Targeted attacks delivering a new piece of malware leveraged an exploit previously associated with the Russian-linked Turla hacking group, Palo Alto Networks reveals.
Believed to be operating on behalf of the Russian Federal Security Service (FSB) and also known as Waterbug, Venomous Bear and KRYPTON, Turla was the first threat actor known to have abused a third-party device driver to disable Driver Signature Enforcement (DSE), a security feature introduced in Windows Vista to prevent the loading of unsigned drivers.
Often referred to as CVE-2008-3431, Turla’s exploit, which targeted a signed VirtualBox driver (VBoxDrv.sys v1.6.2) to deactivate DSE and load unsigned payload drivers, actually abused two vulnerabilities, but only one was addressed. A second version of the exploit targets the unknown vulnerability only.
Now, Palo Alto Networks reveals that the same unpatched security flaw is being abused by an unknown threat actor unrelated to Turla, to exploit newer versions of the VirtualBox VBoxDrv.sys driver as well.
The adversary targeted at least two different Russian organizations in 2017 by exploiting version 2.2.0 of the driver, likely because this iteration wasn’t known to be vulnerable. The attackers deployed a previously unknown malware family, which the researchers named AcidBox.
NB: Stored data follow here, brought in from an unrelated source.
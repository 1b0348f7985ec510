use std::error::Error;
use std::fs;
use std::io;
use std::path::{Path, PathBuf};

/// Generated paths that collide with the bundled template.
pub fn conflict_paths(project_dir: &Path) -> Vec<PathBuf> {
    vec![
        project_dir.join("pages"),
        project_dir.join("src").join("pages"),
        project_dir.join("src").join("app").join("page.tsx"),
    ]
}

pub fn run(project_dir: &Path) -> Result<(), Box<dyn Error>> {
    log::info!("Cleaning up any conflicting files...");
    for path in conflict_paths(project_dir) {
        if remove_if_present(&path)? {
            log::debug!("Removed {}", path.display());
        }
    }
    Ok(())
}

/// Remove a file or directory tree. Missing paths are not an error.
fn remove_if_present(path: &Path) -> Result<bool, Box<dyn Error>> {
    let metadata = match fs::symlink_metadata(path) {
        Ok(metadata) => metadata,
        Err(err) if err.kind() == io::ErrorKind::NotFound => return Ok(false),
        Err(err) => return Err(format!("Failed to inspect {}: {}", path.display(), err).into()),
    };

    let removed = if metadata.is_dir() {
        fs::remove_dir_all(path)
    } else {
        fs::remove_file(path)
    };
    removed.map_err(|err| format!("Failed to remove {}: {}", path.display(), err))?;
    Ok(true)
}
mod components;
mod conflicts;
mod deps;
mod dev_server;
mod git;
mod prisma;
mod prompt;
mod scaffold;
mod styles;
mod template;
#[cfg(test)]
mod testing;

use colored::Colorize;
use std::error::Error;
use std::fmt;
use std::path::{Path, PathBuf};
use std::process::{Command, Stdio};

pub use prompt::{MissingProjectName, Prompter};

/// Package manager used for every Node command the pipeline issues.
pub const PACKAGE_MANAGER: &str = "pnpm";

const ASSETS_ENV: &str = "ONTONIM_ASSETS_DIR";
const ASSETS_DIR: &str = "assets";
const TEMPLATE_DIR: &str = "professional-template";
const README_FILE: &str = "README.md";

/// One external command, run in an explicit working directory.
#[derive(Debug, Clone, PartialEq, Eq)]
pub struct Invocation {
    pub program: String,
    pub args: Vec<String>,
    pub cwd: PathBuf,
}

impl Invocation {
    pub fn new(program: &str, args: &[&str], cwd: &Path) -> Self {
        Self {
            program: program.to_string(),
            args: args.iter().map(|arg| arg.to_string()).collect(),
            cwd: cwd.to_path_buf(),
        }
    }
}

impl fmt::Display for Invocation {
    fn fmt(&self, f: &mut fmt::Formatter<'_>) -> fmt::Result {
        f.write_str(&self.program)?;
        for arg in &self.args {
            if arg.is_empty() || arg.chars().any(|c| c.is_whitespace() || "*\"'$".contains(c)) {
                write!(f, " {:?}", arg)?;
            } else {
                write!(f, " {}", arg)?;
            }
        }
        Ok(())
    }
}

/// An external command exited unsuccessfully.
#[derive(Debug)]
pub struct CommandFailed {
    pub command: String,
    /// `None` when the process was killed by a signal.
    pub code: Option<i32>,
}

impl fmt::Display for CommandFailed {
    fn fmt(&self, f: &mut fmt::Formatter<'_>) -> fmt::Result {
        match self.code {
            Some(code) => write!(f, "{} exited with exit status: {}", self.command, code),
            None => write!(f, "{} was terminated by a signal", self.command),
        }
    }
}

impl Error for CommandFailed {}

/// Executes the pipeline's external commands.
pub trait Runner {
    fn run(&mut self, invocation: &Invocation) -> Result<(), Box<dyn Error>>;
}

/// Runs commands for real, blocking until each one exits.
pub struct SystemRunner;

impl Runner for SystemRunner {
    fn run(&mut self, invocation: &Invocation) -> Result<(), Box<dyn Error>> {
        run_cmd(invocation)
    }
}

/// Run an external command with inherited stdio. Fails on non-zero exit.
pub fn run_cmd(invocation: &Invocation) -> Result<(), Box<dyn Error>> {
    log::debug!("Running: {} (in {})", invocation, invocation.cwd.display());
    let status = Command::new(&invocation.program)
        .args(&invocation.args)
        .current_dir(&invocation.cwd)
        .stdin(Stdio::inherit())
        .stdout(Stdio::inherit())
        .stderr(Stdio::inherit())
        .status()
        .map_err(|err| format!("failed to start {}: {}", invocation.program, err))?;

    if !status.success() {
        return Err(Box::new(CommandFailed {
            command: invocation.to_string(),
            code: status.code(),
        }));
    }
    Ok(())
}

/// Bundled, read-only inputs copied into every generated project.
#[derive(Debug, Clone)]
pub struct Assets {
    pub template_dir: PathBuf,
    pub readme: PathBuf,
}

impl Assets {
    pub fn in_dir(dir: &Path) -> Self {
        Self {
            template_dir: dir.join(TEMPLATE_DIR),
            readme: dir.join(README_FILE),
        }
    }

    /// `ONTONIM_ASSETS_DIR`, then `assets/` beside the executable, then the
    /// crate's own `assets/`.
    pub fn resolve() -> Self {
        if let Some(dir) = std::env::var_os(ASSETS_ENV).filter(|dir| !dir.is_empty()) {
            log::debug!("Using assets from {}", ASSETS_ENV);
            return Self::in_dir(Path::new(&dir));
        }

        let beside_exe = std::env::current_exe()
            .ok()
            .and_then(|exe| exe.parent().map(|dir| dir.join(ASSETS_DIR)))
            .filter(|dir| dir.is_dir());
        let dir = beside_exe
            .unwrap_or_else(|| Path::new(env!("CARGO_MANIFEST_DIR")).join(ASSETS_DIR));
        log::debug!("Using assets from {}", dir.display());
        Self::in_dir(&dir)
    }
}

/// Interactive entry point: real prompts, real commands, current directory.
pub fn run() -> Result<(), Box<dyn Error>> {
    let cwd = std::env::current_dir()?;
    let assets = Assets::resolve();
    let mut prompter = prompt::DialoguerPrompter::default();
    provision(&mut prompter, &mut SystemRunner, &cwd, &assets)
}

/// Collect the request and run every provisioning stage in order.
///
/// The new project lands in `cwd/<project name>`; that path is handed to each
/// stage and the process working directory is never changed.
pub fn provision(
    prompter: &mut dyn Prompter,
    runner: &mut dyn Runner,
    cwd: &Path,
    assets: &Assets,
) -> Result<(), Box<dyn Error>> {
    print_banner();
    let request = prompt::collect_request(prompter)?;
    log::debug!("Provisioning request: {:?}", request);

    let project_dir = scaffold::run(runner, cwd, &request.project_name)?;
    conflicts::run(&project_dir)?;
    template::run(&project_dir, assets)?;
    styles::run(&project_dir)?;
    components::run(runner, &project_dir)?;
    deps::run(runner, &project_dir, &request)?;
    if request.add_prisma {
        prisma::run(runner, &project_dir)?;
    }
    git::run(runner, &project_dir)?;

    dev_server::run(prompter, runner, &project_dir, &request.project_name)?;
    Ok(())
}

fn print_banner() {
    println!("\nONTONIM CLI v{}\n", env!("CARGO_PKG_VERSION"));
    println!(
        "{}",
        "Creating Next.js App with App Router + Tailwind CSS + TypeScript"
            .green()
            .bold()
    );
}
//! Prometheus metric families for the model registry and its HTTP surface.
//!
//! Families are created and registered once by `init_metrics`; until then the
//! `record_*` helpers are no-ops, which keeps unit tests free of global state.

use once_cell::sync::OnceCell;
use prometheus::{IntCounter, IntCounterVec, IntGauge, Opts, Registry};

pub struct RegistryMetrics {
    pub models_created_total: IntCounterVec,
    pub deployments_total: IntCounter,
    pub deletions_total: IntCounter,
    pub predictions_total: IntCounter,
    pub models_stored: IntGauge,
}

impl RegistryMetrics {
    fn new() -> prometheus::Result<Self> {
        Ok(Self {
            models_created_total: IntCounterVec::new(
                Opts::new("delay_models_created_total", "Models created through training or upload, by outcome"),
                &["outcome"],
            )?,
            deployments_total: IntCounter::new("delay_model_deployments_total", "Successful deploy pointer swaps")?,
            deletions_total: IntCounter::new("delay_model_deletions_total", "Models removed from the registry")?,
            predictions_total: IntCounter::new("delay_predictions_total", "Rows scored by the deployed model")?,
            models_stored: IntGauge::new("delay_models_stored", "Models currently held by the registry")?,
        })
    }

    fn register(&self, registry: &Registry) -> prometheus::Result<()> {
        registry.register(Box::new(self.models_created_total.clone()))?;
        registry.register(Box::new(self.deployments_total.clone()))?;
        registry.register(Box::new(self.deletions_total.clone()))?;
        registry.register(Box::new(self.predictions_total.clone()))?;
        registry.register(Box::new(self.models_stored.clone()))?;
        Ok(())
    }
}

static REGISTRY_METRICS: OnceCell<RegistryMetrics> = OnceCell::new();

pub(crate) fn register_metrics() -> prometheus::Result<&'static RegistryMetrics> {
    REGISTRY_METRICS.get_or_try_init(|| {
        let metrics = RegistryMetrics::new()?;
        metrics.register(prometheus::default_registry())?;
        Ok(metrics)
    })
}

pub fn registry_metrics() -> Option<&'static RegistryMetrics> { REGISTRY_METRICS.get() }

pub fn record_created(outcome: &str) {
    if let Some(m) = registry_metrics() { m.models_created_total.with_label_values(&[outcome]).inc(); }
}

pub fn record_deployment() { if let Some(m) = registry_metrics() { m.deployments_total.inc(); } }

pub fn record_deletion() { if let Some(m) = registry_metrics() { m.deletions_total.inc(); } }

pub fn record_predictions(rows: usize) {
    if let Some(m) = registry_metrics() { m.predictions_total.inc_by(rows as u64); }
}

pub fn record_stored(count: usize) {
    if let Some(m) = registry_metrics() { m.models_stored.set(count as i64); }
}
//! Estimator capability consumed by the request handlers.
//!
//! The registry only stores `Arc<dyn Estimator>` handles; training, loading
//! and serialization happen here, before any registry operation.

use async_trait::async_trait;
use serde::{Serialize, Deserialize};
use std::fmt;
use std::path::Path;
use std::sync::Arc;
use thiserror::Error;

pub mod dataset;
pub mod delay_model;

/// One flight row. Scheduled (`Fecha-I`) and actual (`Fecha-O`) times are only
/// needed for training, where they define the delay label.
#[derive(Debug, Clone, PartialEq, Eq, Serialize, Deserialize)]
pub struct Flight {
    #[serde(rename = "OPERA", alias = "opera")]
    pub opera: String,
    #[serde(rename = "TIPOVUELO", alias = "tipovuelo")]
    pub tipo_vuelo: String,
    #[serde(rename = "MES", alias = "mes")]
    pub mes: u8,
    #[serde(rename = "Fecha-O", alias = "fecha_o", default, skip_serializing_if = "Option::is_none")]
    pub fecha_o: Option<String>,
    #[serde(rename = "Fecha-I", alias = "fecha_i", default, skip_serializing_if = "Option::is_none")]
    pub fecha_i: Option<String>,
}

impl Flight {
    pub fn new(opera: impl Into<String>, tipo_vuelo: impl Into<String>, mes: u8) -> Self {
        Self { opera: opera.into(), tipo_vuelo: tipo_vuelo.into(), mes, fecha_o: None, fecha_i: None }
    }

    pub fn with_times(mut self, scheduled: impl Into<String>, actual: impl Into<String>) -> Self {
        self.fecha_i = Some(scheduled.into());
        self.fecha_o = Some(actual.into());
        self
    }
}

#[derive(Debug, Error)]
pub enum EstimatorError {
    #[error("data source {location} could not be read: {reason}")]
    SourceUnreadable { location: String, reason: String },
    #[error("data source does not match the expected schema: {0}")]
    SchemaMismatch(String),
    #[error("{location} does not contain a supported model: {reason}")]
    UnsupportedFormat { location: String, reason: String },
    #[error("io error: {0}")]
    Io(#[from] std::io::Error),
    #[error("estimator task failed: {0}")]
    Task(String),
}

/// A trained or loaded model able to score flights and serialize itself.
pub trait Estimator: Send + Sync + fmt::Debug {
    /// One 0/1 delay prediction per input row, in order.
    fn predict(&self, flights: &[Flight]) -> Vec<u8>;
    fn save(&self, location: &Path) -> Result<(), EstimatorError>;
}

/// Produces estimators; handlers hold it as `Arc<dyn EstimatorFactory>`.
#[async_trait]
pub trait EstimatorFactory: Send + Sync {
    /// `source` is a local CSV path or an `http(s)` URL.
    async fn train(&self, source: &str) -> Result<Arc<dyn Estimator>, EstimatorError>;
    async fn load(&self, location: &Path) -> Result<Arc<dyn Estimator>, EstimatorError>;
}

#[cfg(test)]
mod tests {
    use super::*;

    #[test]
    fn flight_accepts_wire_and_snake_case_names() {
        let wire: Flight = serde_json::from_str(r#"{"OPERA":"Grupo LATAM","TIPOVUELO":"N","MES":3}"#).unwrap();
        let snake: Flight = serde_json::from_str(r#"{"opera":"Grupo LATAM","tipovuelo":"N","mes":3}"#).unwrap();
        assert_eq!(wire, snake);
        assert_eq!(wire, Flight::new("Grupo LATAM", "N", 3));
        assert!(wire.fecha_o.is_none());
    }
}
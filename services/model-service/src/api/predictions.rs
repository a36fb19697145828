//! `POST /v1/predictions`, scored by whichever model is currently deployed.

use axum::{
    extract::{rejection::JsonRejection, State},
    Json,
};
use delay_core::{metrics_ext, Flight};
use serde::{Deserialize, Serialize};
use tracing::debug;

use crate::error::ApiError;
use crate::state::AppState;

#[derive(Debug, Deserialize)]
pub struct PredictionInput {
    pub flights: Vec<Flight>,
}

#[derive(Debug, Serialize)]
pub struct PredictionOutput {
    pub predictions: Vec<u8>,
}

pub async fn post_predictions(
    State(state): State<AppState>,
    payload: Result<Json<PredictionInput>, JsonRejection>,
) -> Result<Json<PredictionOutput>, ApiError> {
    let Json(input) = payload?;
    if input.flights.is_empty() { return Err(ApiError::invalid_request("flights must contain at least one entry")); }
    let estimator = state.registry.deployed_estimator().ok_or_else(ApiError::model_not_ready)?;
    let predictions = estimator.predict(&input.flights);
    metrics_ext::record_predictions(predictions.len());
    debug!(rows = predictions.len(), "predictions served");
    Ok(Json(PredictionOutput { predictions }))
}
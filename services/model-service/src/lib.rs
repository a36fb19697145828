//! HTTP surface of the delay prediction model registry.

pub mod api;
pub mod auth;
pub mod error;
pub mod state;

pub use api::create_router;
pub use auth::{ApiKeyGate, API_KEY_HEADER};
pub use error::ApiError;
pub use state::{default_resource, AppState};

use anyhow::Result;
use delay_core::{DelayModelFactory, EstimatorFactory, ModelRegistry, ServiceConfig};
use std::sync::Arc;
use tokio::net::TcpListener;
use tracing::info;

/// Seeds the registry, binds and serves until `shutdown` resolves.
pub async fn run<F>(cfg: ServiceConfig, estimators: Arc<dyn EstimatorFactory>, listener: TcpListener, shutdown: F) -> Result<()>
where
    F: std::future::Future<Output = ()> + Send + 'static,
{
    let default = default_resource(&cfg, estimators.as_ref()).await?;
    let registry = ModelRegistry::new(default);
    let state = AppState::new(registry, estimators, &cfg);
    if !state.gate.is_configured() { info!("api_key not set; deployments are refused"); }

    let app = create_router(state);
    info!(addr = %listener.local_addr()?, "model-service listening");
    delay_core::mark_ready();
    let served = axum::serve(listener, app).with_graceful_shutdown(shutdown).await;
    delay_core::clear_ready();
    served?;
    Ok(())
}

/// Production estimator factory.
pub fn delay_estimators() -> Arc<dyn EstimatorFactory> { Arc::new(DelayModelFactory::default()) }
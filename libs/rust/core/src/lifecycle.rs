//! Model lifecycle status machine.
//!
//! States:
//! - Pending   (created, outcome not yet recorded)
//! - Running   (optional intermediate state)
//! - Completed (terminal, estimator attached)
//! - Failed    (terminal, creation errors recorded)
//!
//! A non-terminal status may move to any status; terminal ones reject every
//! transition, including to themselves.

use serde::{Serialize, Deserialize};
use std::fmt;

#[derive(Debug, Clone, Copy, Serialize, Deserialize, PartialEq, Eq, Hash)]
#[serde(rename_all = "UPPERCASE")]
pub enum ModelStatus { Pending, Running, Completed, Failed }

impl ModelStatus {
    pub fn is_terminal(self) -> bool { matches!(self, ModelStatus::Completed | ModelStatus::Failed) }
    pub fn can_transition_to(self, _next: ModelStatus) -> bool { !self.is_terminal() }
    pub fn is_deployable(self) -> bool { self == ModelStatus::Completed }
    pub fn as_str(self) -> &'static str {
        match self { ModelStatus::Pending => "PENDING", ModelStatus::Running => "RUNNING", ModelStatus::Completed => "COMPLETED", ModelStatus::Failed => "FAILED" }
    }
}

impl Default for ModelStatus { fn default() -> Self { ModelStatus::Pending } }

impl fmt::Display for ModelStatus {
    fn fmt(&self, f: &mut fmt::Formatter<'_>) -> fmt::Result { f.write_str(self.as_str()) }
}
//! Core shared utilities for the delay prediction model service.

use anyhow::Result;
use axum::{
    http::{header, StatusCode},
    response::{IntoResponse, Response},
    routing::get,
    Router,
};
use once_cell::sync::OnceCell;
use prometheus::{Encoder, TextEncoder};
use serde::Deserialize;
use std::path::PathBuf;
use std::sync::atomic::{AtomicBool, Ordering};
use tracing::info;
use tracing_subscriber::{layer::SubscriberExt, util::SubscriberInitExt};

static TRACING_INIT: OnceCell<()> = OnceCell::new();
static PROM_INIT: OnceCell<()> = OnceCell::new();

static NODE_LIVENESS: AtomicBool = AtomicBool::new(true);
static NODE_READINESS: AtomicBool = AtomicBool::new(false);
pub fn mark_ready() { NODE_READINESS.store(true, Ordering::SeqCst); }
pub fn clear_ready() { NODE_READINESS.store(false, Ordering::SeqCst); }
pub fn mark_not_live() { NODE_LIVENESS.store(false, Ordering::SeqCst); }
pub fn is_ready() -> bool { NODE_READINESS.load(Ordering::SeqCst) }

/// Installs the global subscriber once. `RUST_LOG` wins over `default_level`;
/// `DELAY_JSON_LOG=1|true` switches to flattened JSON output.
pub fn init_tracing(service: &str, default_level: &str) -> Result<()> {
    TRACING_INIT.get_or_try_init(|| -> Result<()> {
        let env_filter = tracing_subscriber::EnvFilter::try_from_default_env()
            .unwrap_or_else(|_| tracing_subscriber::EnvFilter::new(default_level));
        let json = std::env::var("DELAY_JSON_LOG").ok().map(|v| v=="1" || v.eq_ignore_ascii_case("true")).unwrap_or(false);
        let registry = tracing_subscriber::registry().with(env_filter);
        if json {
            registry
                .with(tracing_subscriber::fmt::layer()
                    .json()
                    .flatten_event(true)
                    .with_current_span(true)
                    .with_span_list(false))
                .try_init()?;
        } else {
            registry
                .with(tracing_subscriber::fmt::layer()
                    .with_target(true)
                    .with_thread_ids(false)
                    .with_line_number(true))
                .try_init()?;
        }
        Ok(())
    })?;
    info!(target: "delay_core", service, "tracing initialized");
    Ok(())
}

/// Registers the registry/service metric families with the default prometheus registry.
pub fn init_metrics() -> Result<()> {
    PROM_INIT.get_or_try_init(|| -> Result<()> {
        metrics_ext::register_metrics()?;
        Ok(())
    })?;
    Ok(())
}

/// Liveness, readiness and `/metrics` routes, merged into the service router.
pub fn health_router<S>() -> Router<S>
where
    S: Clone + Send + Sync + 'static,
{
    Router::new()
        .route("/live", get(|| async { axum::Json(serde_json::json!({"live": NODE_LIVENESS.load(Ordering::SeqCst)})) }))
        .route("/ready", get(|| async { axum::Json(serde_json::json!({"ready": NODE_READINESS.load(Ordering::SeqCst)})) }))
        .route("/metrics", get(metrics_handler))
}

async fn metrics_handler() -> Response {
    if PROM_INIT.get().is_none() {
        return (StatusCode::SERVICE_UNAVAILABLE, "metrics not initialized").into_response();
    }
    let metric_families = prometheus::default_registry().gather();
    let mut buf = Vec::new();
    if let Err(e) = TextEncoder::new().encode(&metric_families, &mut buf) {
        return (StatusCode::INTERNAL_SERVER_ERROR, format!("encode error: {e}")).into_response();
    }
    (StatusCode::OK, [(header::CONTENT_TYPE, "text/plain; version=0.0.4")], buf).into_response()
}

#[derive(Debug, Deserialize, Clone)]
pub struct ServiceConfig {
    pub service_name: String,
    pub bind_addr: String,
    pub log_level: String,
    /// `user=key` pair accepted by the deploy gate. Unset means every deploy is refused.
    pub api_key: Option<String>,
    /// Serialized model loaded as the registry default at startup.
    pub default_model_path: Option<PathBuf>,
    pub export_dir: PathBuf,
    pub train_timeout_secs: u64,
}

impl Default for ServiceConfig {
    fn default() -> Self {
        Self {
            service_name: "model-service".into(),
            bind_addr: "0.0.0.0:8000".into(),
            log_level: "info".into(),
            api_key: None,
            default_model_path: None,
            export_dir: PathBuf::from("."),
            train_timeout_secs: 300,
        }
    }
}

/// Defaults, then the optional `DELAY_CONFIG_FILE`, then `DELAY_*` environment variables.
pub fn load_config(service: &str) -> Result<ServiceConfig> {
    let mut builder = config::Config::builder()
        .set_default("service_name", service)?
        .set_default("bind_addr", "0.0.0.0:8000")?
        .set_default("log_level", "info")?
        .set_default("export_dir", ".")?
        .set_default("train_timeout_secs", 300_i64)?;

    if let Ok(file) = std::env::var("DELAY_CONFIG_FILE") {
        builder = builder.add_source(config::File::with_name(&file).required(false));
    }
    builder = builder.add_source(
        config::Environment::with_prefix("DELAY")
            .prefix_separator("_")
            .separator("__"),
    );
    let cfg: ServiceConfig = builder.build()?.try_deserialize()?;
    Ok(cfg)
}

pub mod lifecycle;
pub mod model_registry;
pub mod estimator;
pub mod metrics_ext;

pub use lifecycle::ModelStatus;
pub use model_registry::{ModelId, ModelRegistry, ModelResource, ModelView, RegistryError, ResourceError};
pub use estimator::{Estimator, EstimatorError, EstimatorFactory, Flight};
pub use estimator::delay_model::{DelayModel, DelayModelFactory};
pub use metrics_ext::{registry_metrics, RegistryMetrics};

#[cfg(test)]
mod tests {
    use super::*;

    #[test]
    fn default_config_matches_builder_defaults() {
        let cfg = ServiceConfig::default();
        assert_eq!(cfg.bind_addr, "0.0.0.0:8000");
        assert_eq!(cfg.train_timeout_secs, 300);
        assert!(cfg.api_key.is_none());
    }

    #[test]
    fn readiness_follows_mark_and_clear() {
        mark_ready();
        assert!(is_ready());
        clear_ready();
        assert!(!is_ready());
    }

    #[test]
    fn liveness_drops_after_mark_not_live() {
        mark_not_live();
        assert!(!NODE_LIVENESS.load(Ordering::SeqCst));
    }
}
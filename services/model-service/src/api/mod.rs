//! HTTP routes, all under `/v1` except the health and metrics endpoints.

use axum::{
    http::StatusCode,
    routing::{get, post, put},
    Router,
};
use tower_http::trace::TraceLayer;

use crate::state::AppState;

pub mod deploy;
pub mod models;
pub mod predictions;

pub fn create_router(state: AppState) -> Router {
    let v1_routes = Router::new()
        .route("/health", get(health))
        .route("/models", get(models::list_models).post(models::create_model))
        .route("/models/upload", post(models::upload_model))
        .route("/models/deploy", put(deploy::deploy_model))
        .route("/models/:model_id", get(models::get_model).delete(models::delete_model))
        .route("/predictions", post(predictions::post_predictions));

    Router::new()
        .nest("/v1", v1_routes)
        .merge(delay_core::health_router())
        .layer(TraceLayer::new_for_http())
        .with_state(state)
}

async fn health() -> StatusCode { StatusCode::NO_CONTENT }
“Since no other victims have been found, we believe this is a very rare malware used in targeted attacks only,” Palo Alto Networks says.
A complex piece of malware part of a bigger toolset, AcidBox is likely associated with an advanced threat actor and might still be in use today, provided that the attacker is still active.
“However, we anticipate that it was rewritten to a certain extent. Based on the information we have, we don’t believe this unknown threat actor is tied to Turla, except for the used exploit,” Palo Alto Networks, which provides a detailed analysis of the malware, says.
Working with other security companies, the researchers identified three usermode samples of the malware (64-bit DLLs that load the main worker from the Windows registry), and a kernelmode payload driver (which is embedded in the main worker sample).
All samples feature a compilation timestamp of May 9, 2017, and were likely used in a campaign the same year. No newer samples have been found and it’s unclear whether the threat actor is still active.
AcidBox, which appends sensitive data as an overlay in icon resources, abuses the SSP interface for persistence and injection, stores its payload in the Windows registry, and doesn’t show any clear overlaps with publicly-known malware, although it shows loose similarities to Remsec.
Palo Alto Networks could not identify the toolkit that AcidBox is part of, but the company has shared two YARA rules for detection and threat hunting, along with a Python script that can help victims extract the sensitive data appended to the icon resources.